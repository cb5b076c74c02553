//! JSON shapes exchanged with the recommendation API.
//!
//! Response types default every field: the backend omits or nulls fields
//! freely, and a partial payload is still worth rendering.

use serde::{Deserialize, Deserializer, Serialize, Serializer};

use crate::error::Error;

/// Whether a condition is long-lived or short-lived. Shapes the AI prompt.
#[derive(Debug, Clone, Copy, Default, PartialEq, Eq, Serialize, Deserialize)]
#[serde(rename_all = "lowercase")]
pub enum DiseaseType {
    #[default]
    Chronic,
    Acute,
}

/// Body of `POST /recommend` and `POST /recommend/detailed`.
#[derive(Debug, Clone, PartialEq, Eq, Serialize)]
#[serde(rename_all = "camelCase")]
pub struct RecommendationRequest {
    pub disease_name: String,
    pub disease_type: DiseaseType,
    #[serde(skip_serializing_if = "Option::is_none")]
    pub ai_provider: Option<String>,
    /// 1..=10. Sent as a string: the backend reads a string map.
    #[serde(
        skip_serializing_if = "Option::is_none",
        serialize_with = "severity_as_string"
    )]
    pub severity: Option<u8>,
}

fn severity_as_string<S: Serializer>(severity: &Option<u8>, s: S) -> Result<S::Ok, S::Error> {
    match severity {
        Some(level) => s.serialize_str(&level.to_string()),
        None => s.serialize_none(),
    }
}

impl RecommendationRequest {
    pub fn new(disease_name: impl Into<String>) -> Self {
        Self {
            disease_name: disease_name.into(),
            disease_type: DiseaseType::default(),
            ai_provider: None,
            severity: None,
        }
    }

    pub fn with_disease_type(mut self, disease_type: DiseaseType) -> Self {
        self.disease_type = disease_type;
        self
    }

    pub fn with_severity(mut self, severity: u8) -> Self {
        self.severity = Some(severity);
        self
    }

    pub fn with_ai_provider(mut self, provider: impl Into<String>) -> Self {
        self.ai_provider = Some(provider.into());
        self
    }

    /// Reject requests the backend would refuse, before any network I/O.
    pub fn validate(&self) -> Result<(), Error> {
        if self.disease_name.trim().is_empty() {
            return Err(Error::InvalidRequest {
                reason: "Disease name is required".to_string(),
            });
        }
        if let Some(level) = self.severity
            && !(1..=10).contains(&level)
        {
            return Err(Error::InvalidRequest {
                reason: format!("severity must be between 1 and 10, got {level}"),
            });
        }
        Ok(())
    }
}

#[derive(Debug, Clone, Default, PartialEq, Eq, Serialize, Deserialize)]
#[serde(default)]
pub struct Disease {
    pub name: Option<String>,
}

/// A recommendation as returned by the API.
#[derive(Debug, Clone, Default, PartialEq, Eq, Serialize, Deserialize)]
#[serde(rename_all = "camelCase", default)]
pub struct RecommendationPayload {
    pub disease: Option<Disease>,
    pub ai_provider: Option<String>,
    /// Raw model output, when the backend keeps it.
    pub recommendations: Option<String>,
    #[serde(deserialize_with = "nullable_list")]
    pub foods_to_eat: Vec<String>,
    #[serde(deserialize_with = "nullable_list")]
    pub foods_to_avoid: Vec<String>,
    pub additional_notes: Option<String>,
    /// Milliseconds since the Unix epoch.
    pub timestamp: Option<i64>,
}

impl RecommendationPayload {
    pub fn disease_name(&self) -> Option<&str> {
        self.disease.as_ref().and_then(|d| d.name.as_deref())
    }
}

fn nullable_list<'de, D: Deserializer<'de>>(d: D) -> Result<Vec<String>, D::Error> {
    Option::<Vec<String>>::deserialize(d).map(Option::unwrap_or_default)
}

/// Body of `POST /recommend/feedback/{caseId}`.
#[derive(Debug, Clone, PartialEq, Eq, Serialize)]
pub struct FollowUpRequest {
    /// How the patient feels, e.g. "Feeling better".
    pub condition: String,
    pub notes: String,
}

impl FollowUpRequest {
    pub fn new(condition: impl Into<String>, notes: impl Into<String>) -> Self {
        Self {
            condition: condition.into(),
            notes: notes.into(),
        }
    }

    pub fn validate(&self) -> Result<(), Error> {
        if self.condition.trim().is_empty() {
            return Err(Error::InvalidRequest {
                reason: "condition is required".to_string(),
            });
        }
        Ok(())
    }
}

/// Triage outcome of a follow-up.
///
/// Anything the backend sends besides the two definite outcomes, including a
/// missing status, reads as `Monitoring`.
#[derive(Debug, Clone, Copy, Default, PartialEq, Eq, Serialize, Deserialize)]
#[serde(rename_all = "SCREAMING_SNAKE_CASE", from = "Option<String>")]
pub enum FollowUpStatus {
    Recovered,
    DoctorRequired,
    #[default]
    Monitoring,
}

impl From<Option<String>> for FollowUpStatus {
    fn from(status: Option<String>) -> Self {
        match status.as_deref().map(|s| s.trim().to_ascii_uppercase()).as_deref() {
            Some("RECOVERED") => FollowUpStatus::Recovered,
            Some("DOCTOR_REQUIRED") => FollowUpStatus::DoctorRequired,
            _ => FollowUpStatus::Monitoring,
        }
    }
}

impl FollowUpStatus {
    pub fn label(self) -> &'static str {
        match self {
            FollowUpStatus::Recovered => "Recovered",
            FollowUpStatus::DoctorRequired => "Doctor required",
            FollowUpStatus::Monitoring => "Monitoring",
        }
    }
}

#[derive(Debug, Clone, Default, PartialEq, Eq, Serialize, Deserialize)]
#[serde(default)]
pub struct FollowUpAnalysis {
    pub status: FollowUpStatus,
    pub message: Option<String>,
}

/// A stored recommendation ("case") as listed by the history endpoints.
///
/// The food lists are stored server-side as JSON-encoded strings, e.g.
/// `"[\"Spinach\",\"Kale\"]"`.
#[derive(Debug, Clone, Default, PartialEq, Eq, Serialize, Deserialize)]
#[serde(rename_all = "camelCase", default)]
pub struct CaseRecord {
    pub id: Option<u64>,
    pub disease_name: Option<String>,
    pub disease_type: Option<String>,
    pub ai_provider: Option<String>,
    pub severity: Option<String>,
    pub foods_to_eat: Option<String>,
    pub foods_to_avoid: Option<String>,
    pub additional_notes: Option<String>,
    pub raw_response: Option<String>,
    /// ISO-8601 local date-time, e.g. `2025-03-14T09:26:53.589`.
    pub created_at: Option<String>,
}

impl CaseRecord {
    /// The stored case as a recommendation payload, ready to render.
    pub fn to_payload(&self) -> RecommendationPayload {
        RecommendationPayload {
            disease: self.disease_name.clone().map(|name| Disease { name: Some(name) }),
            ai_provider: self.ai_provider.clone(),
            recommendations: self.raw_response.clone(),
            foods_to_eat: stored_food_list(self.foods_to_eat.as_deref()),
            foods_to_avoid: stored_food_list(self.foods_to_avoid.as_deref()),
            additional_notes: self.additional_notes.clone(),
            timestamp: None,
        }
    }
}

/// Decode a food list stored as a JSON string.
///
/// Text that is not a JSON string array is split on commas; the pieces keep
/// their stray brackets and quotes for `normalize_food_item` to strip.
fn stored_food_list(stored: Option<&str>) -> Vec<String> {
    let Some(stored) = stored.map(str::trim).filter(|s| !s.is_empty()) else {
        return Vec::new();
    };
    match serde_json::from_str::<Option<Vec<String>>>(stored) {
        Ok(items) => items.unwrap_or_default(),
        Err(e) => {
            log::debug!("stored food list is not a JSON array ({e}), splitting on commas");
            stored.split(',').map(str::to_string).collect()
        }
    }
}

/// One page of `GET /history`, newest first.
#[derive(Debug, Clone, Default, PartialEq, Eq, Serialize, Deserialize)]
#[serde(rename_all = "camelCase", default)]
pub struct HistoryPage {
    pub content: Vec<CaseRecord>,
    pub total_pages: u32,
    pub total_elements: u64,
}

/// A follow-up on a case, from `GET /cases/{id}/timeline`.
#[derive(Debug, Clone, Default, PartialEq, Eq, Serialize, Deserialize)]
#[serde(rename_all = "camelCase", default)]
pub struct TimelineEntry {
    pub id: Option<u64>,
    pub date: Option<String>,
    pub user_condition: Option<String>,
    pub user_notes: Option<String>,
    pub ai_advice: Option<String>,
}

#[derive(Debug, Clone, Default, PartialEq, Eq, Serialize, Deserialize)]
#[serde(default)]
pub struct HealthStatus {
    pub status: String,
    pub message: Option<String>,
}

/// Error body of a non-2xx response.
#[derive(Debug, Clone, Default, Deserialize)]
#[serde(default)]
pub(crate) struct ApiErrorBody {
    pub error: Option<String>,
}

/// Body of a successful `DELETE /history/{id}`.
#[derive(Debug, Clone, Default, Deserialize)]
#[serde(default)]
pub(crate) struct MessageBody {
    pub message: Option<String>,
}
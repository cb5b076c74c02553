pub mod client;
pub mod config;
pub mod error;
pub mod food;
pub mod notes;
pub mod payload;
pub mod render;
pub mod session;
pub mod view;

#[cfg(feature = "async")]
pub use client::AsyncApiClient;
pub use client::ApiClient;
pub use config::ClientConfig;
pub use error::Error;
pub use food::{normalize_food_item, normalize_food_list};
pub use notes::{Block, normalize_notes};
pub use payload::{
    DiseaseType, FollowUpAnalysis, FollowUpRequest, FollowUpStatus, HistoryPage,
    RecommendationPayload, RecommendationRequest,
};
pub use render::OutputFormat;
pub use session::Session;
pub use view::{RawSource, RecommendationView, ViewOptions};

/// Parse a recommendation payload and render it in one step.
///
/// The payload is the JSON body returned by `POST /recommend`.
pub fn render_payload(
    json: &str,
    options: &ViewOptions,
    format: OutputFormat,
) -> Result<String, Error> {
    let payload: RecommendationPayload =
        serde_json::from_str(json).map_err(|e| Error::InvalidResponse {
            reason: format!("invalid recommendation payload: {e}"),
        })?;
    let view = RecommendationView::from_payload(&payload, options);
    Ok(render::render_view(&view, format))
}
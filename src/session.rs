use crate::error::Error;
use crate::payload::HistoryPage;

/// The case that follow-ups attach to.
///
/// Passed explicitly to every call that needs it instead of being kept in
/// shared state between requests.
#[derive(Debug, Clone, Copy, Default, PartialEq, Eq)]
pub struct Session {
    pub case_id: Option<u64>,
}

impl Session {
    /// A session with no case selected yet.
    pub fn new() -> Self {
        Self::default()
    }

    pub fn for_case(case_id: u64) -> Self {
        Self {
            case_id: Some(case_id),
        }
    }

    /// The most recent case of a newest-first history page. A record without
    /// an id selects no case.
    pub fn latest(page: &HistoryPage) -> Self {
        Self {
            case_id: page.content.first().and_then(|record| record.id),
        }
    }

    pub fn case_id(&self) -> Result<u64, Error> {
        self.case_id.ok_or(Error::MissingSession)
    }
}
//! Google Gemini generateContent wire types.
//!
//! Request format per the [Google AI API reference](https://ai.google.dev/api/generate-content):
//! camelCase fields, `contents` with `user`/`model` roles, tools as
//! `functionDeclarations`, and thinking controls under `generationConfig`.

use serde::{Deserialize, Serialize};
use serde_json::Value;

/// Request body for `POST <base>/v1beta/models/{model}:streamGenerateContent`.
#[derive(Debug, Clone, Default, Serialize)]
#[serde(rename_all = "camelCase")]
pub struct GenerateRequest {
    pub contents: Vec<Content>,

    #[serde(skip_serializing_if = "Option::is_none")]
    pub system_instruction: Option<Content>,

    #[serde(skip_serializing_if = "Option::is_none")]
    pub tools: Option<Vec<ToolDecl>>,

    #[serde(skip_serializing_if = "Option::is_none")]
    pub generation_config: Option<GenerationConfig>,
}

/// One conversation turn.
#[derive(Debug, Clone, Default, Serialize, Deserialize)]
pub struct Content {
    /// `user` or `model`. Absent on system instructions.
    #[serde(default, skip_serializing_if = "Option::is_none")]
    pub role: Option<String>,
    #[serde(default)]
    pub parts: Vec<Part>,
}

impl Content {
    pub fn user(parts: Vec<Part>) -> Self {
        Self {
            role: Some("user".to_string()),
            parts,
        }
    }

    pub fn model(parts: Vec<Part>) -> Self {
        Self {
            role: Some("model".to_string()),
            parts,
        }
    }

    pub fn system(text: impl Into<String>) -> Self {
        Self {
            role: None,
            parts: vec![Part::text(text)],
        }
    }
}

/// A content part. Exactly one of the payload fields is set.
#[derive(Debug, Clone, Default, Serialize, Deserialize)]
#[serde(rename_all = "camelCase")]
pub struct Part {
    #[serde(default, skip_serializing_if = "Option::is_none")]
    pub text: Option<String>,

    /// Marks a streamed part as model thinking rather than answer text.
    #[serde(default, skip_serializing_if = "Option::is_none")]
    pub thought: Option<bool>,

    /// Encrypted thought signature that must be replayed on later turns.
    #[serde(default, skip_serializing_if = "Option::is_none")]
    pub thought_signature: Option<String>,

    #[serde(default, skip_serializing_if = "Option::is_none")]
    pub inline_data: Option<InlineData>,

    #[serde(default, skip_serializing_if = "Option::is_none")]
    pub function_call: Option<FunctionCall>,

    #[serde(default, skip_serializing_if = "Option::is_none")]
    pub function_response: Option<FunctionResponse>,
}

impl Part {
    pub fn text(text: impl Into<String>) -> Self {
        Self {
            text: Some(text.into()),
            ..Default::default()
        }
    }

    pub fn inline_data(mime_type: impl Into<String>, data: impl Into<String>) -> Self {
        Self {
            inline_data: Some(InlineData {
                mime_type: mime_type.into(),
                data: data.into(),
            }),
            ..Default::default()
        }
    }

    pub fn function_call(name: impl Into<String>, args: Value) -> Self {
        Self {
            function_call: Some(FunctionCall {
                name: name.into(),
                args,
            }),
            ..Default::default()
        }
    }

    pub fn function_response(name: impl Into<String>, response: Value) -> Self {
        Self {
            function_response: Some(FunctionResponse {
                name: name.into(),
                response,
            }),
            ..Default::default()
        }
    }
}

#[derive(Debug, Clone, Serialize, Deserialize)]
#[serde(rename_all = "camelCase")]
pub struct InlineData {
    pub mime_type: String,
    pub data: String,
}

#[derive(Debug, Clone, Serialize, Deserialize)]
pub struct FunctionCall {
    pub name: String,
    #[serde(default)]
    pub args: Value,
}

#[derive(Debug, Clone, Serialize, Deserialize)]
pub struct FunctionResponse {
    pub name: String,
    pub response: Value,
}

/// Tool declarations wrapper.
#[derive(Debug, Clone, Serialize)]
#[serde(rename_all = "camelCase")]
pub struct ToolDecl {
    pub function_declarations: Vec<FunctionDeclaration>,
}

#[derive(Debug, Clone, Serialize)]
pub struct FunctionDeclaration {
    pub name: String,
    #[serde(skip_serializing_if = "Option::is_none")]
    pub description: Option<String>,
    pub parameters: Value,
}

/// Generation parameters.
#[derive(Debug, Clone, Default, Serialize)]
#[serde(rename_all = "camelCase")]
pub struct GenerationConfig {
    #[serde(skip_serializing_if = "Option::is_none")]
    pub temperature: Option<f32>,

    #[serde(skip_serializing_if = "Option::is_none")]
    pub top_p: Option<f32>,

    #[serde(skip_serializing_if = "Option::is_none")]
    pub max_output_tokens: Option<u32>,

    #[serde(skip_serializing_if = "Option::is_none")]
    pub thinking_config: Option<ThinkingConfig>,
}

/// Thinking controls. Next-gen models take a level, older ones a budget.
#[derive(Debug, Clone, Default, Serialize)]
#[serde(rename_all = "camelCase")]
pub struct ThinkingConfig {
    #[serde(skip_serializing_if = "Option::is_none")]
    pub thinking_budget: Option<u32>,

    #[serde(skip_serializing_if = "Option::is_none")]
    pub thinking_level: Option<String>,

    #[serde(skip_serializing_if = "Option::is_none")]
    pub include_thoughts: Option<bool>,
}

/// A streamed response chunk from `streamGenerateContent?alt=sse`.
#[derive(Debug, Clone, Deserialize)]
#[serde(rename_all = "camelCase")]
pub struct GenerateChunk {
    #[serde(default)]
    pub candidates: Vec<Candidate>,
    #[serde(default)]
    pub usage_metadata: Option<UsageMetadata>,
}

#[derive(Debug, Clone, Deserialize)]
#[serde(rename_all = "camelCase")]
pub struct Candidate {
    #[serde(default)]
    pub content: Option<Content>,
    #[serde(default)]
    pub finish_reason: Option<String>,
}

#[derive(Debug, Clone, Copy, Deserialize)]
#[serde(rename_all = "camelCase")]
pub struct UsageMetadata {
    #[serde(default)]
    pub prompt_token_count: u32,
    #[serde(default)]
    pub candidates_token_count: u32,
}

(PROBLEM TO SOLVE): Among the lines above, return each one holding the string "FunctionCall".

(THE ANSWER):
    pub function_call: Option<FunctionCall>,
            function_call: Some(FunctionCall {
pub struct FunctionCall {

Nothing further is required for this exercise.